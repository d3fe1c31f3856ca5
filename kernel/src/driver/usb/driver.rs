//! USB class-driver registration (§4.6): mirrors the PCI driver table in
//! [`crate::driver::pci`] — a fixed-capacity table of descriptors, a probe
//! pass per newly-enumerated device, and whichever driver claims it first
//! wins.

use alloc::sync::{Arc, Weak};
use core::error::Error;

use spin::Mutex;

use crate::driver::usb::device::Device;

pub const MAX_DRIVERS: usize = 16;

#[derive(Copy, Clone)]
pub struct UsbDriverDescriptor {
    pub name: &'static str,
    pub probe: fn(&Device) -> bool,
    pub init: fn(Weak<Mutex<Device>>) -> Result<(), alloc::boxed::Box<dyn Error>>,
}

static DRIVERS: Mutex<[Option<UsbDriverDescriptor>; MAX_DRIVERS]> = Mutex::new([
    None, None, None, None, None, None, None, None, None, None, None, None, None, None, None, None,
]);

/// Registers a class driver. Returns `false` (and logs nothing — the caller
/// decides how loud to be) if the table is already full.
pub fn register(descriptor: UsbDriverDescriptor) -> bool {
    let mut drivers = DRIVERS.lock();
    if let Some(slot) = drivers.iter_mut().find(|slot| slot.is_none()) {
        *slot = Some(descriptor);
        true
    } else {
        false
    }
}

/// Runs every registered driver's `probe` against `device` in registration
/// order and calls `init` on the first match, per §4.6's "first match wins"
/// binding rule.
pub fn bind_driver(device: Arc<Mutex<Device>>) -> Result<&'static str, ()> {
    let drivers = DRIVERS.lock();
    let guard = device.lock();
    for slot in drivers.iter().flatten() {
        if (slot.probe)(&guard) {
            let name = slot.name;
            let init = slot.init;
            drop(guard);
            return match init(Arc::downgrade(&device)) {
                Ok(()) => Ok(name),
                Err(_) => Err(()),
            };
        }
    }
    Err(())
}

#[cfg(test)]
mod tests {
    use super::*;

    #[test]
    fn table_starts_empty_and_accepts_registrations_up_to_capacity() {
        let mut drivers = DRIVERS.lock();
        let empty = drivers.iter().filter(|d| d.is_none()).count();
        drop(drivers);
        assert!(empty <= MAX_DRIVERS);
    }
}
//! Property tests: every edit must match the plain string splice and leave the
//! tree's cached weights consistent.

use core_text::Buffer;
use proptest::prelude::*;

fn splice(text: &str, start: usize, end: usize, fragment: &str) -> String {
    let chars: Vec<char> = text.chars().collect();
    let mut out: String = chars[..start].iter().collect();
    out.push_str(fragment);
    out.extend(chars[end..].iter());
    out
}

#[derive(Debug, Clone)]
enum Edit {
    Insert { at: usize, fragment: String },
    Delete { from: usize, to: usize },
}

fn edit_strategy() -> impl Strategy<Value = Edit> {
    prop_oneof![
        (any::<usize>(), "[a-zé😀 ]{0,150}")
            .prop_map(|(at, fragment)| Edit::Insert { at, fragment }),
        (any::<usize>(), any::<usize>()).prop_map(|(from, to)| Edit::Delete { from, to }),
    ]
}

proptest! {
    #[test]
    fn insert_matches_string_splice(initial in "[a-z ]{0,300}", at in any::<usize>(), fragment in "[a-zß ]{0,200}") {
        let mut b = Buffer::new(&initial);
        let offset = at % (initial.chars().count() + 1);
        let text = b.insert(offset, &fragment).unwrap();
        prop_assert_eq!(&text, &splice(&initial, offset, offset, &fragment));
        prop_assert!(b.check_invariants().is_ok());
    }

    #[test]
    fn delete_matches_string_splice(initial in "[a-z😀 ]{0,300}", a in any::<usize>(), c in any::<usize>()) {
        let mut b = Buffer::new(&initial);
        let len = initial.chars().count();
        let x = a % (len + 1);
        let y = c % (len + 1);
        let (start, end) = (x.min(y), x.max(y));
        let text = b.delete(start, end).unwrap();
        prop_assert_eq!(&text, &splice(&initial, start, end, ""));
        prop_assert!(b.check_invariants().is_ok());
    }

    #[test]
    fn edit_sequences_track_reference(initial in "[a-z]{0,120}", edits in prop::collection::vec(edit_strategy(), 1..40)) {
        let mut b = Buffer::new(&initial);
        let mut reference = initial.clone();
        for edit in edits {
            let len = reference.chars().count();
            match edit {
                Edit::Insert { at, fragment } => {
                    let at = at % (len + 1);
                    b.insert(at, &fragment).unwrap();
                    reference = splice(&reference, at, at, &fragment);
                }
                Edit::Delete { from, to } => {
                    let x = from % (len + 1);
                    let y = to % (len + 1);
                    let (start, end) = (x.min(y), x.max(y));
                    b.delete(start, end).unwrap();
                    reference = splice(&reference, start, end, "");
                }
            }
            prop_assert_eq!(b.len_chars(), reference.chars().count());
        }
        prop_assert_eq!(b.to_text(), reference);
        prop_assert!(b.check_invariants().is_ok());
    }

    #[test]
    fn slice_matches_char_range(initial in "[a-zñ]{0,400}", a in any::<usize>(), c in any::<usize>()) {
        let b = Buffer::new(&initial);
        let len = initial.chars().count();
        let x = a % (len + 1);
        let y = c % (len + 1);
        let (start, end) = (x.min(y), x.max(y));
        let expected: String = initial.chars().skip(start).take(end - start).collect();
        prop_assert_eq!(b.slice(start, end).unwrap(), expected);
    }

    #[test]
    fn out_of_range_edits_fail_without_mutation(initial in "[a-z]{0,50}", extra in 1usize..10) {
        let mut b = Buffer::new(&initial);
        let len = initial.chars().count();
        prop_assert!(b.insert(len + extra, "x").is_err());
        prop_assert!(b.delete(0, len + extra).is_err());
        prop_assert_eq!(b.to_text(), initial);
    }
}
□ □ □ □ □ □ □
What to do: The entries above are to be copied word for word.

Solved problem:
repository d3fe1c31f3856ca5
filename kernel/src/driver/usb/driver.rs
//! USB class-driver registration (§4.6): mirrors the PCI driver table in
//! [`crate::driver::pci`] — a fixed-capacity table of descriptors, a probe
//! pass per newly-enumerated device, and whichever driver claims it first
//! wins.

use alloc::sync::{Arc, Weak};
use core::error::Error;

use spin::Mutex;

use crate::driver::usb::device::Device;

pub const MAX_DRIVERS: usize = 16;

#[derive(Copy, Clone)]
pub struct UsbDriverDescriptor {
    pub name: &'static str,
    pub probe: fn(&Device) -> bool,
    pub init: fn(Weak<Mutex<Device>>) -> Result<(), alloc::boxed::Box<dyn Error>>,
}

static DRIVERS: Mutex<[Option<UsbDriverDescriptor>; MAX_DRIVERS]> = Mutex::new([
    None, None, None, None, None, None, None, None, None, None, None, None, None, None, None, None,
]);

/// Registers a class driver. Returns `false` (and logs nothing — the caller
/// decides how loud to be) if the table is already full.
pub fn register(descriptor: UsbDriverDescriptor) -> bool {
    let mut drivers = DRIVERS.lock();
    if let Some(slot) = drivers.iter_mut().find(|slot| slot.is_none()) {
        *slot = Some(descriptor);
        true
    } else {
        false
    }
}

/// Runs every registered driver's `probe` against `device` in registration
/// order and calls `init` on the first match, per §4.6's "first match wins"
/// binding rule.
pub fn bind_driver(device: Arc<Mutex<Device>>) -> Result<&'static str, ()> {
    let drivers = DRIVERS.lock();
    let guard = device.lock();
    for slot in drivers.iter().flatten() {
        if (slot.probe)(&guard) {
            let name = slot.name;
            let init = slot.init;
            drop(guard);
            return match init(Arc::downgrade(&device)) {
                Ok(()) => Ok(name),
                Err(_) => Err(()),
            };
        }
    }
    Err(())
}

#[cfg(test)]
mod tests {
    use super::*;

    #[test]
    fn table_starts_empty_and_accepts_registrations_up_to_capacity() {
        let mut drivers = DRIVERS.lock();
        let empty = drivers.iter().filter(|d| d.is_none()).count();
        drop(drivers);
        assert!(empty <= MAX_DRIVERS);
    }
}
//! Property tests: every edit must match the plain string splice and leave the
//! tree's cached weights consistent.

use core_text::Buffer;
use proptest::prelude::*;

fn splice(text: &str, start: usize, end: usize, fragment: &str) -> String {
    let chars: Vec<char> = text.chars().collect();
    let mut out: String = chars[..start].iter().collect();
    out.push_str(fragment);
    out.extend(chars[end..].iter());
    out
}

#[derive(Debug, Clone)]
enum Edit {
    Insert { at: usize, fragment: String },
    Delete { from: usize, to: usize },
}

fn edit_strategy() -> impl Strategy<Value = Edit> {
    prop_oneof![
        (any::<usize>(), "[a-zé😀 ]{0,150}")
            .prop_map(|(at, fragment)| Edit::Insert { at, fragment }),
        (any::<usize>(), any::<usize>()).prop_map(|(from, to)| Edit::Delete { from, to }),
    ]
}

proptest! {
    #[test]
    fn insert_matches_string_splice(initial in "[a-z ]{0,300}", at in any::<usize>(), fragment in "[a-zß ]{0,200}") {
        let mut b = Buffer::new(&initial);
        let offset = at % (initial.chars().count() + 1);
        let text = b.insert(offset, &fragment).unwrap();
        prop_assert_eq!(&text, &splice(&initial, offset, offset, &fragment));
        prop_assert!(b.check_invariants().is_ok());
    }

    #[test]
    fn delete_matches_string_splice(initial in "[a-z😀 ]{0,300}", a in any::<usize>(), c in any::<usize>()) {
        let mut b = Buffer::new(&initial);
        let len = initial.chars().count();
        let x = a % (len + 1);
        let y = c % (len + 1);
        let (start, end) = (x.min(y), x.max(y));
        let text = b.delete(start, end).unwrap();
        prop_assert_eq!(&text, &splice(&initial, start, end, ""));
        prop_assert!(b.check_invariants().is_ok());
    }

    #[test]
    fn edit_sequences_track_reference(initial in "[a-z]{0,120}", edits in prop::collection::vec(edit_strategy(), 1..40)) {
        let mut b = Buffer::new(&initial);
        let mut reference = initial.clone();
        for edit in edits {
            let len = reference.chars().count();
            match edit {
                Edit::Insert { at, fragment } => {
                    let at = at % (len + 1);
                    b.insert(at, &fragment).unwrap();
                    reference = splice(&reference, at, at, &fragment);
                }
                Edit::Delete { from, to } => {
                    let x = from % (len + 1);
                    let y = to % (len + 1);
                    let (start, end) = (x.min(y), x.max(y));
                    b.delete(start, end).unwrap();
                    reference = splice(&reference, start, end, "");
                }
            }
            prop_assert_eq!(b.len_chars(), reference.chars().count());
        }
        prop_assert_eq!(b.to_text(), reference);
        prop_assert!(b.check_invariants().is_ok());
    }

    #[test]
    fn slice_matches_char_range(initial in "[a-zñ]{0,400}", a in any::<usize>(), c in any::<usize>()) {
        let b = Buffer::new(&initial);
        let len = initial.chars().count();
        let x = a % (len + 1);
        let y = c % (len + 1);
        let (start, end) = (x.min(y), x.max(y));
        let expected: String = initial.chars().skip(start).take(end - start).collect();
        prop_assert_eq!(b.slice(start, end).unwrap(), expected);
    }

    #[test]
    fn out_of_range_edits_fail_without_mutation(initial in "[a-z]{0,50}", extra in 1usize..10) {
        let mut b = Buffer::new(&initial);
        let len = initial.chars().count();
        prop_assert!(b.insert(len + extra, "x").is_err());
        prop_assert!(b.delete(0, len + extra).is_err());
        prop_assert_eq!(b.to_text(), initial);
    }
}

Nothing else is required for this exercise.